> **TASK**
Search the records for the word "CloudCostConfig" and pick out every line that has it.

> **INFORMATION SUPPLIED**
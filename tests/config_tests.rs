/// Integration tests for configuration layering.
///
/// # Safety
///
/// The env override test uses `std::env::set_var` / `remove_var`, which are
/// `unsafe` in Rust 2024 edition. All env mutation lives in a single #[test]
/// so nothing else in this binary reads these variables concurrently.
use std::fs;
use std::path::PathBuf;

use cloudcost::config::{self, schema::CloudCostConfig};

/// Helper: set an env var (wraps the `unsafe` call).
///
/// # Safety
/// Must only be called from single-threaded test contexts.
unsafe fn set_env(key: &str, val: &str) {
    unsafe { std::env::set_var(key, val) }
}

/// Helper: remove an env var (wraps the `unsafe` call).
///
/// # Safety
/// Must only be called from single-threaded test contexts.
unsafe fn remove_env(key: &str) {
    unsafe { std::env::remove_var(key) }
}

const VARS: [&str; 6] = [
    "CLOUDCOST_API_URL",
    "CLOUDCOST_API_TIMEOUT_MS",
    "CLOUDCOST_EXPORT_DIR",
    "CLOUDCOST_WEB_ADDR",
    "CLOUDCOST_LOG",
    "CLOUDCOST_NO_COLOR",
];

#[test]
fn env_overrides_take_highest_precedence() {
    let dir = tempfile::tempdir().unwrap();
    let project = dir.path().join(".cloudcost.toml");
    fs::write(
        &project,
        "[api]\nbase_url = \"http://from-file:1\"\ntimeout_ms = 500\n",
    )
    .unwrap();

    let mut cfg = config::load_from(None, Some(&project));
    assert_eq!(cfg.api.base_url, "http://from-file:1");

    unsafe {
        set_env("CLOUDCOST_API_URL", "http://from-env:2");
        set_env("CLOUDCOST_API_TIMEOUT_MS", "2500");
        set_env("CLOUDCOST_EXPORT_DIR", "/tmp/reports");
        set_env("CLOUDCOST_WEB_ADDR", "0.0.0.0:8080");
        set_env("CLOUDCOST_LOG", "off");
        set_env("CLOUDCOST_NO_COLOR", "1");
    }
    config::apply_env_overrides(&mut cfg);

    assert_eq!(cfg.api.base_url, "http://from-env:2");
    assert_eq!(cfg.api.timeout_ms, 2500);
    assert_eq!(cfg.export.dir, Some(PathBuf::from("/tmp/reports")));
    assert_eq!(cfg.web.addr, "0.0.0.0:8080");
    assert!(!cfg.logging.enabled);
    assert!(!cfg.display.color);

    // --- unparsable or empty values leave the layer below alone ---
    unsafe {
        set_env("CLOUDCOST_API_URL", "");
        set_env("CLOUDCOST_API_TIMEOUT_MS", "soon");
    }
    let mut cfg = config::load_from(None, Some(&project));
    config::apply_env_overrides(&mut cfg);
    assert_eq!(cfg.api.base_url, "http://from-file:1");
    assert_eq!(cfg.api.timeout_ms, 500);

    for var in VARS {
        unsafe { remove_env(var) };
    }
    let mut cfg = CloudCostConfig::default();
    config::apply_env_overrides(&mut cfg);
    assert_eq!(cfg, CloudCostConfig::default());
}

#[test]
fn global_and_project_layers_merge_per_field() {
    let dir = tempfile::tempdir().unwrap();
    let global = dir.path().join("config.toml");
    let project = dir.path().join(".cloudcost.toml");
    fs::write(&global, "[web]\naddr = \"127.0.0.1:1111\"\nopen_browser = false\n").unwrap();
    fs::write(&project, "[web]\naddr = \"127.0.0.1:2222\"\n").unwrap();

    let cfg = config::load_from(Some(&global), Some(&project));
    assert_eq!(cfg.web.addr, "127.0.0.1:2222");
    assert!(!cfg.web.open_browser);
    assert_eq!(cfg.api, CloudCostConfig::default().api);
}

> **EXERCISE SOLUTION**
use cloudcost::config::{self, schema::CloudCostConfig};
    let mut cfg = CloudCostConfig::default();
    assert_eq!(cfg, CloudCostConfig::default());
    assert_eq!(cfg.api, CloudCostConfig::default().api);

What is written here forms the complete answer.